Raman spectra of randomly oriented crystals of guite were measured at two laser wavelengths (532.1 and 632.8 nm) with a Horiba LabRam ARAMIS instrument (laser power = 5 mW, resolution = 2 cm–1 and scan time = 10 min). All the five theoretical Raman-active modes, calculated from the factor-group analysis on synthetic Co3O4 (Hadjiev et al., 1988), are observed respectively at 197 (F2g), 487 (Eg), 530 (F2g), 625–630 (F2g) and 693–697 (A1g) cm–1 (Fig. 3). The Raman shifts may be attributed to the Co–O stretching vibration modes (500–700 cm–1) and the O–Co–O bending vibration modes (100–500 cm–1) in CoO4 tetrahedra and CoO6 octahedra. The relative intensities of peaks vary for different laser wavelengths. The spectrum of 532.1 nm has the strongest peak at 693–697 (A1g) cm–1 and the spectrum of 632.8 nm has the strongest peak at 197 (F2g) cm–1.

Powder X-Kray diffraction data were obtained respectively using a Rigaku D/Max Rapid IIR diffractometer (CuKα; 40 kV; 250 mA; 0.1 mm beam diameter; and exposure time of 1 hour) and a Rigaku Synergy single-crystal diffractometer in Gandolfi powder mode (MoKα; 50 kV; 1 mA; 0.2 mm beam diameter; and exposure time of 20 min). The reflection data are given in Table 3. The eight strongest lines [d in Å (I/I0) (hkl)] are: 4.6714 (16.7) (111), 2.8620 (18.4) (220), 2.4399 (100) (311), 2.3348 (10.4) (222), 2.0230 (24.8) (400), 1.5556 (26.3) (511, 333), 1.4296 (37.7) (440) and 1.0524 (10.1) (731, 553). The unit cell parameters refined from the powder X-ray diffraction data are: a =8.0848(1) Å, V = 528.45(2) Å3 and Z = 8. The calculated density of guite is 6.003 g/cm3 according to the empirical formula.

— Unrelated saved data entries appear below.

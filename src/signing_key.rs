//! SigV4 signing key derivation and caching
//!
//! The chained key `HMAC(HMAC(HMAC(HMAC("AWS4"+secret, date), region),
//! service), "aws4_request")` is valid for a whole day, so deriving it
//! per request wastes four HMAC invocations. The cache keeps recently
//! used keys, identified by a fingerprint of the secret rather than the
//! secret itself.

use crate::signature_v4::derive_signing_key;
use crate::utils::crypto;

use smallvec::SmallVec;
use zeroize::ZeroizeOnDrop;

/// hard cap on cached keys
const CACHE_CAP: usize = 16;

/// A derived 32-byte signing key. Zeroed on drop.
#[derive(Clone, ZeroizeOnDrop)]
pub struct SigningKey {
    /// key bytes
    bytes: [u8; 32],
}

impl SigningKey {
    /// key bytes
    #[must_use]
    pub fn as_bytes(&self) -> &[u8; 32] {
        &self.bytes
    }
}

impl std::fmt::Debug for SigningKey {
    fn fmt(&self, f: &mut std::fmt::Formatter<'_>) -> std::fmt::Result {
        f.write_str("SigningKey(<redacted>)")
    }
}

/// cache key: the secret never enters the table, only its fingerprint
#[derive(Debug, PartialEq, Eq)]
struct CacheKey {
    /// sha256 of the secret key
    secret_fingerprint: [u8; 32],
    /// `YYYYMMDD`
    date: String,
    /// region
    region: String,
    /// service
    service: String,
}

/// LRU cache over derived signing keys.
///
/// Lookups with identical `(secret, date, region, service)` return
/// identical bytes; eviction drops the `SigningKey`, which zeroes its
/// bytes before the memory is released.
#[derive(Debug, Default)]
pub struct SigningKeyCache {
    /// most-recently-used first
    entries: SmallVec<[(CacheKey, SigningKey); CACHE_CAP]>,
}

impl SigningKeyCache {
    /// Constructs an empty cache.
    #[must_use]
    pub fn new() -> Self {
        Self::default()
    }

    /// Returns the signing key for the scope, deriving it on a miss.
    pub fn lookup(
        &mut self,
        secret_key: &str,
        date: &str,
        region: &str,
        service: &str,
    ) -> SigningKey {
        let key = CacheKey {
            secret_fingerprint: crypto::sha256(secret_key.as_bytes()),
            date: date.to_owned(),
            region: region.to_owned(),
            service: service.to_owned(),
        };

        if let Some(idx) = self.entries.iter().position(|&(ref k, _)| *k == key) {
            let entry = self.entries.remove(idx);
            let ans = entry.1.clone();
            self.entries.insert(0, entry);
            return ans;
        }

        let derived = SigningKey {
            bytes: derive_signing_key(secret_key, date, region, service),
        };
        self.entries.insert(0, (key, derived.clone()));
        self.entries.truncate(CACHE_CAP);
        derived
    }

    /// number of cached keys
    #[must_use]
    pub fn len(&self) -> usize {
        self.entries.len()
    }

    /// true when nothing is cached
    #[must_use]
    pub fn is_empty(&self) -> bool {
        self.entries.is_empty()
    }
}
//! Ordered query strings

use crate::utils::{Also, Apply};

use smallvec::SmallVec;

/// Immutable query string container
///
/// Holds url-decoded pairs in ascending order. The canonical query
/// string is derived from this by re-encoding each pair and re-sorting
/// on the encoded form.
#[derive(Debug, Default)]
pub struct OrderedQs {
    /// Ascending query strings
    qs: SmallVec<[(String, String); 16]>,
}

impl OrderedQs {
    /// Parses `OrderedQs` from an url-encoded query string
    pub fn from_query(query: &str) -> Result<Self, serde_urlencoded::de::Error> {
        serde_urlencoded::from_str::<Vec<(String, String)>>(query)?
            .also(|v| v.sort())
            .apply(|qs| Ok(Self { qs: qs.into() }))
    }

    /// Gets query value by name. Time `O(logn)`
    #[cfg(test)]
    pub fn get(&self, name: &str) -> Option<&str> {
        let qs = self.qs.as_ref();
        match qs.binary_search_by_key(&name, |&(ref n, _)| n.as_str()) {
            Ok(idx) => qs.get(idx).map(|&(_, ref v)| v.as_str()),
            Err(_) => None,
        }
    }
}

impl AsRef<[(String, String)]> for OrderedQs {
    fn as_ref(&self) -> &[(String, String)] {
        self.qs.as_ref()
    }
}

The single-crystal X-ray diffraction data for a guite crystal, ~10 μm in size, were collected on Rigaku XtaLAB Synergy-DS diffractometer with microfocus sealed Mo anode tube at 50 kV, 1 mA and 25 s of frame exposure time. The diffraction data were processed with the Rigaku program CrysAlisPro. The crystal structure was determined and refined using SHELX (Sheldrick, 2015a,b) included in the software Olex2 (Dolomanov et al., 2009). The crystallographic data and refinement statistics are given in Table 4. The structure was solved in space group Fd$\bar{3}$forumlam and refined with anisotropic displacement for all sites. The occupancies of Co, Cu, Mn and Si at the Co1 and Co2 sites were fixed manually according to empirical formula from the chemical compositions. The final anisotropic full-matrix least-squares refinement on F2 for 7 parameters was completed with R1 = 1.32% and wR2 = 3.52% for all 2007 (69 unique) reflections. The atomic coordinates and displacement parameters are listed in Table 5, and selected bond lengths and angles in Table 6. The bond-valence sums of atoms, calculated according to the actual composition using the parameters given by Brese and O'Keeffe (1991), are presented in Table 7. The structure is illustrated in Fig. 4. The crystallographic information files have been deposited with the Principal Editor of Mineralogical Magazine and are available as Supplementary material (see below).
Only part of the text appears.